Nested resiliency enables the hyper-converged deployment to survive two hardware failures at the same time, such as a failed server node and a failed drive in another node. The two-node cluster gives continuous access to storage.
Microsoft added data deduplication and compression for ReFS. Deduplication is a process that reduces the storage overhead by deleting redundant copies. Only one instance of data remains in storage, and pointers replace any copies to direct users to the one instance. Compression shrinks the data size with an algorithm to save up to 10 times the storage space.
3 improvements expand Linux capabilities in Windows Server
Kubernetes: Kubernetes is an open source orchestration platform that IT admins can use to manage Linux containers. The platform automates the deployment, maintenance and operation of application containers across clusters of nodes. The containers run in Pods and can share resources. Kubernetes deploys containers based on OS-level virtualization, which makes them small and fast.
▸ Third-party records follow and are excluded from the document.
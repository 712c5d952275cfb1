//! Versioned portal configuration: URLs, selector sets and timeouts.

use anyhow::{Context, Result};
use serde::{Deserialize, Serialize};
use std::fs;
use std::path::{Path, PathBuf};
use std::time::Duration;
use tracing::{debug, info};

use crate::locator::Locator;
use crate::types::ViewportSize;

/// Selector-set version this build understands
pub const CONFIG_VERSION: u32 = 1;

/// Top-level configuration
#[derive(Debug, Clone, Serialize, Deserialize)]
#[serde(default)]
pub struct Config {
    /// Selector-set version
    pub version: u32,
    pub session: SessionConfig,
    pub timeouts: Timeouts,
    pub wms: WmsConfig,
    pub label: LabelConfig,
    pub store: StoreConfig,
    pub report: ReportConfig,
    /// Where screenshots and markup dumps go on fatal errors
    pub diagnostics_dir: Option<PathBuf>,
}

impl Default for Config {
    fn default() -> Self {
        Self {
            version: CONFIG_VERSION,
            session: SessionConfig::default(),
            timeouts: Timeouts::default(),
            wms: WmsConfig::default(),
            label: LabelConfig::default(),
            store: StoreConfig::default(),
            report: ReportConfig::default(),
            diagnostics_dir: None,
        }
    }
}

impl Config {
    /// `~/.shipflow`
    pub fn home_dir() -> Result<PathBuf> {
        let home_dir = dirs::home_dir().context("Unable to determine home directory")?;
        Ok(home_dir.join(".shipflow"))
    }

    /// `~/.shipflow/config.json`
    pub fn default_path() -> Result<PathBuf> {
        Ok(Self::home_dir()?.join("config.json"))
    }

    /// Load from an explicit path, else the default path if it exists, else defaults
    pub fn load(path: Option<&Path>) -> Result<Self> {
        let path = match path {
            Some(p) => p.to_path_buf(),
            None => {
                let default_path = Self::default_path()?;
                if !default_path.exists() {
                    debug!("No config at {}, using defaults", default_path.display());
                    return Ok(Self::default());
                }
                default_path
            }
        };

        let raw = fs::read_to_string(&path)
            .context(format!("Failed to read config file: {}", path.display()))?;
        let config = Self::from_json(&raw)
            .context(format!("Invalid config file: {}", path.display()))?;
        info!("Loaded config from {}", path.display());
        Ok(config)
    }

    /// Parse and validate a JSON document
    pub fn from_json(raw: &str) -> Result<Self> {
        let config: Config = serde_json::from_str(raw)?;
        if config.version > CONFIG_VERSION {
            anyhow::bail!(
                "Config version {} is newer than supported version {}",
                config.version,
                CONFIG_VERSION
            );
        }
        if config.label.barcode_patterns.is_empty() {
            anyhow::bail!("label.barcode_patterns must not be empty");
        }
        if config.label.artifact_controls.is_empty() {
            anyhow::bail!("label.artifact_controls must not be empty");
        }
        Ok(config)
    }

    /// Write this config as pretty JSON, creating parent directories
    pub fn save(&self, path: &Path) -> Result<()> {
        if let Some(parent) = path.parent() {
            fs::create_dir_all(parent)?;
        }
        let json = serde_json::to_string_pretty(self)?;
        fs::write(path, json).context(format!("Failed to write {}", path.display()))?;
        info!("Wrote config to {}", path.display());
        Ok(())
    }

    /// Effective diagnostics directory
    pub fn diagnostics_dir(&self) -> PathBuf {
        self.diagnostics_dir.clone().unwrap_or_else(|| {
            Self::home_dir()
                .map(|home| home.join("diagnostics"))
                .unwrap_or_else(|_| std::env::temp_dir().join("shipflow-diagnostics"))
        })
    }
}

/// Browser launch settings
#[derive(Debug, Clone, Serialize, Deserialize)]
#[serde(default)]
pub struct SessionConfig {
    pub headless: bool,
    pub viewport: ViewportSize,
    /// Pass `--no-sandbox` (needed in containers)
    pub no_sandbox: bool,
    /// Pass `--disable-dev-shm-usage`
    pub disable_dev_shm: bool,
    /// Use an already running chromedriver instead of the managed one
    pub webdriver_url: Option<String>,
    pub extra_args: Vec<String>,
}

impl Default for SessionConfig {
    fn default() -> Self {
        Self {
            headless: false,
            viewport: ViewportSize::default(),
            no_sandbox: true,
            disable_dev_shm: true,
            webdriver_url: None,
            extra_args: Vec::new(),
        }
    }
}

/// Every bounded wait, in milliseconds
#[derive(Debug, Clone, Serialize, Deserialize)]
#[serde(default)]
pub struct Timeouts {
    pub element_ms: u64,
    pub interactable_ms: u64,
    pub login_marker_ms: u64,
    pub navigation_ms: u64,
    pub row_presence_ms: u64,
    pub page_refresh_ms: u64,
    pub poll_interval_ms: u64,
    pub scroll_settle_ms: u64,
    pub task_detect_ms: u64,
    pub artifact_ready_ms: u64,
    pub new_window_ms: u64,
    pub print_settle_ms: u64,
    pub item_ack_ms: u64,
    pub item_pause_ms: u64,
}

impl Default for Timeouts {
    fn default() -> Self {
        Self {
            element_ms: 20_000,
            interactable_ms: 5_000,
            login_marker_ms: 20_000,
            navigation_ms: 30_000,
            row_presence_ms: 10_000,
            page_refresh_ms: 20_000,
            poll_interval_ms: 500,
            scroll_settle_ms: 1_500,
            task_detect_ms: 180_000,
            artifact_ready_ms: 300_000,
            new_window_ms: 20_000,
            print_settle_ms: 7_000,
            item_ack_ms: 5_000,
            item_pause_ms: 1_000,
        }
    }
}

impl Timeouts {
    pub fn element(&self) -> Duration {
        Duration::from_millis(self.element_ms)
    }
    pub fn interactable(&self) -> Duration {
        Duration::from_millis(self.interactable_ms)
    }
    pub fn login_marker(&self) -> Duration {
        Duration::from_millis(self.login_marker_ms)
    }
    pub fn navigation(&self) -> Duration {
        Duration::from_millis(self.navigation_ms)
    }
    pub fn row_presence(&self) -> Duration {
        Duration::from_millis(self.row_presence_ms)
    }
    pub fn page_refresh(&self) -> Duration {
        Duration::from_millis(self.page_refresh_ms)
    }
    pub fn poll_interval(&self) -> Duration {
        Duration::from_millis(self.poll_interval_ms)
    }
    pub fn scroll_settle(&self) -> Duration {
        Duration::from_millis(self.scroll_settle_ms)
    }
    pub fn task_detect(&self) -> Duration {
        Duration::from_millis(self.task_detect_ms)
    }
    pub fn artifact_ready(&self) -> Duration {
        Duration::from_millis(self.artifact_ready_ms)
    }
    pub fn new_window(&self) -> Duration {
        Duration::from_millis(self.new_window_ms)
    }
    pub fn print_settle(&self) -> Duration {
        Duration::from_millis(self.print_settle_ms)
    }
    pub fn item_ack(&self) -> Duration {
        Duration::from_millis(self.item_ack_ms)
    }
    pub fn item_pause(&self) -> Duration {
        Duration::from_millis(self.item_pause_ms)
    }
}

/// How a login form is submitted
#[derive(Debug, Clone, PartialEq, Eq, Serialize, Deserialize)]
#[serde(tag = "kind", rename_all = "snake_case")]
pub enum SubmitTrigger {
    /// Press Enter in the password field
    EnterKey,
    /// Click a submit control
    Click { locator: Locator },
}

/// Login form description for one portal
#[derive(Debug, Clone, Serialize, Deserialize)]
pub struct LoginTarget {
    /// Short name used in errors and diagnostics
    pub name: String,
    pub url: String,
    /// Optional link that reveals the login form
    #[serde(default)]
    pub pre_login: Option<Locator>,
    pub username_field: Locator,
    pub password_field: Locator,
    pub submit: SubmitTrigger,
    /// Element that only exists once logged in
    pub post_login_marker: Locator,
}

/// WMS grid selectors
#[derive(Debug, Clone, Serialize, Deserialize)]
pub struct GridSelectors {
    pub query_button: Locator,
    pub loading_indicator: Locator,
    pub rows: Locator,
    pub first_row: Locator,
    /// Relative to a row
    pub method_cell: Locator,
    /// Relative to a row
    pub code_input: Locator,
    pub next_button: Locator,
}

#[derive(Debug, Clone, Serialize, Deserialize)]
#[serde(default)]
pub struct WmsConfig {
    pub login: LoginTarget,
    pub pickup_link: Locator,
    pub default_tab: Locator,
    pub complete_tab: Locator,
    pub grid: GridSelectors,
}

impl Default for WmsConfig {
    fn default() -> Self {
        let rows = "//div[contains(@class, 'list-items')]/div[contains(@class, 'item')]";
        Self {
            login: LoginTarget {
                name: "wms".to_string(),
                url: "https://wms.jenjan.com.tw/".to_string(),
                pre_login: None,
                username_field: Locator::xpath("//input[@placeholder='example@jenjan.com.tw']"),
                password_field: Locator::xpath("//input[@type='password']"),
                submit: SubmitTrigger::EnterKey,
                post_login_marker: Locator::id("page-container"),
            },
            pickup_link: Locator::xpath("//a[@href='/admin/pickup']"),
            default_tab: Locator::xpath(
                "//div[contains(@class, 'btn') and (contains(., '未揀訂單') or contains(., 'Unpicked'))]",
            ),
            complete_tab: Locator::xpath(
                "//div[contains(@class, 'btn') and (contains(., '揀包完成') or contains(., 'Complete'))]",
            ),
            grid: GridSelectors {
                query_button: Locator::xpath("//div[contains(@class, 'btn-primary')]"),
                loading_indicator: Locator::xpath("//div[contains(@class, 'j-loading')]"),
                rows: Locator::xpath(rows),
                first_row: Locator::xpath(format!("({})[1]", rows)),
                method_cell: Locator::xpath("./div[2]/div[3]"),
                code_input: Locator::xpath("./div[2]/div[4]//input"),
                next_button: Locator::xpath(
                    "//button[normalize-space()='下一頁' or normalize-space()='Next']",
                ),
            },
        }
    }
}

#[derive(Debug, Clone, Serialize, Deserialize)]
#[serde(default)]
pub struct LabelConfig {
    pub login: LoginTarget,
    pub other_users_tab: Locator,
    pub task_links: Locator,
    pub batch_input: Locator,
    pub submit_button: Locator,
    /// Candidates for a task's print control, most specific first; may use `{task_id}`
    pub artifact_controls: Vec<Locator>,
    /// Barcode patterns, most specific first
    pub barcode_patterns: Vec<String>,
    pub scroll_step_px: i64,
    pub max_scroll_passes: usize,
}

impl Default for LabelConfig {
    fn default() -> Self {
        Self {
            login: LoginTarget {
                name: "label".to_string(),
                url: "https://niceshoppy.cc/task/".to_string(),
                pre_login: Some(Locator::link_text("登入")),
                username_field: Locator::id("username"),
                password_field: Locator::id("password"),
                submit: SubmitTrigger::Click {
                    locator: Locator::xpath("//button[normalize-space()='登入']"),
                },
                post_login_marker: Locator::partial_link_text("其他用戶"),
            },
            other_users_tab: Locator::partial_link_text("其他用戶"),
            task_links: Locator::xpath("//a[contains(@href, 'task_id=')]"),
            batch_input: Locator::name("unimart"),
            submit_button: Locator::xpath("//*[@id='shipping-list-submit-form']/a[1]"),
            artifact_controls: vec![
                Locator::xpath(
                    "//a[contains(@class, 'btn') and contains(@class, 'btn-primary') and contains(@href, 'task_id={task_id}')]",
                ),
                Locator::xpath("//a[contains(@href, 'task_id={task_id}') and contains(text(), '列印')]"),
                Locator::xpath("//a[contains(@href, 'task_id={task_id}')]"),
            ],
            barcode_patterns: crate::extract::DEFAULT_PATTERNS
                .iter()
                .map(|p| p.to_string())
                .collect(),
            scroll_step_px: 300,
            max_scroll_passes: 50,
        }
    }
}

#[derive(Debug, Clone, Serialize, Deserialize)]
#[serde(default)]
pub struct StoreConfig {
    pub login: LoginTarget,
    /// Candidates for the C2C quick-receive entry link
    pub section_link: Vec<Locator>,
    pub phone_input: Locator,
    pub phone_confirm: Locator,
    /// Page function that loads pickups for the typed phone number
    pub phone_query_hook: String,
    /// Candidates for the per-barcode input
    pub item_input: Vec<Locator>,
    /// Candidates for the per-barcode confirm; Enter is used when none match
    pub item_confirm: Vec<Locator>,
    pub ack_message: Locator,
}

impl Default for StoreConfig {
    fn default() -> Self {
        Self {
            login: LoginTarget {
                name: "store".to_string(),
                url: "https://myship.sp88.tw/ECGO/C2CPickup".to_string(),
                pre_login: None,
                username_field: Locator::id("UserName"),
                password_field: Locator::id("Password"),
                submit: SubmitTrigger::Click {
                    locator: Locator::css(".Button001"),
                },
                post_login_marker: Locator::partial_link_text("C2C"),
            },
            section_link: vec![
                Locator::link_text("C2C快收便"),
                Locator::partial_link_text("C2C"),
            ],
            phone_input: Locator::id("MobileNumber"),
            phone_confirm: Locator::id("UploadButton"),
            phone_query_hook: "QueryPickUp".to_string(),
            item_input: vec![
                Locator::id("PIN"),
                Locator::xpath("//input[contains(@id, 'PIN') or contains(@name, 'PIN')]"),
            ],
            item_confirm: vec![
                Locator::id("btn_OK_PIN"),
                Locator::xpath("//button[contains(@id, 'PIN') and contains(@id, 'OK')]"),
            ],
            ack_message: Locator::id("show_msg_p"),
        }
    }
}

/// Grouping rules for the WMS report
#[derive(Debug, Clone, Serialize, Deserialize)]
#[serde(default)]
pub struct ReportConfig {
    /// Group order; unlisted methods follow in lexical order
    pub priority: Vec<String>,
    /// Methods included in the filtered view
    pub default_methods: Vec<String>,
    /// Offset of the report timestamp from UTC
    pub utc_offset_hours: i32,
}

impl Default for ReportConfig {
    fn default() -> Self {
        let methods: Vec<String> = crate::reconcile::PRIORITY_ORDER
            .iter()
            .map(|m| m.to_string())
            .collect();
        Self {
            priority: methods.clone(),
            default_methods: methods,
            utc_offset_hours: 8,
        }
    }
}

#[cfg(test)]
#[path = "config_test.rs"]
mod config_test;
In Windows Server 2019, admins can run both Linux and Windows containers on the same host. Microsoft added embedded network security tools to protect deployed workloads on Linux and Windows services. Windows Server 2019 incorporated updated container networking to support Kubernetes on Windows through increased resiliency and expanding the number of plugins available.
Hyper-V shielded VM: This Windows Server 2019 feature protects a VM from unauthorized internal access and attacks through encryption, Secure Boot, Trusted Platform Module and Host Guardian Service (HGS). In Windows Server 2019, Microsoft made Hyper-V shielded VMs available for Linux VMs. Previously, only Windows VMs had that capability.
Several layers protect the VMs from attack. Encryption allows only assigned owners to access the data in a shielded VM. HGS holds the keys to shielded VMs on a Hyper-V host. The Hyper-V host will not power the VM because the host cannot decrypt it. HGS will not decrypt the VM until the host is confirmed to be healthy.
Admins can run shielded VMs without a connection to HGS in Windows Server 2019 because Microsoft added the fallback HGS and offline mode. Microsoft also improved the troubleshooting process for shielded VMs through VMConnect Enhanced Session Mode and PowerShell Direct.
Microsoft Windows Subsystem for Linux: Instead of running a full Linux VM, Microsoft Windows Subsystem for Linux runs native Linux-based workloads on Windows Server 2019 using less storage, CPU and memory resources than a full VM. Admins can run both Windows and Linux command-line tools to work on the same files. The feature runs a Windows console with a bash shell, the default text-based shell and language used for Linux distributions.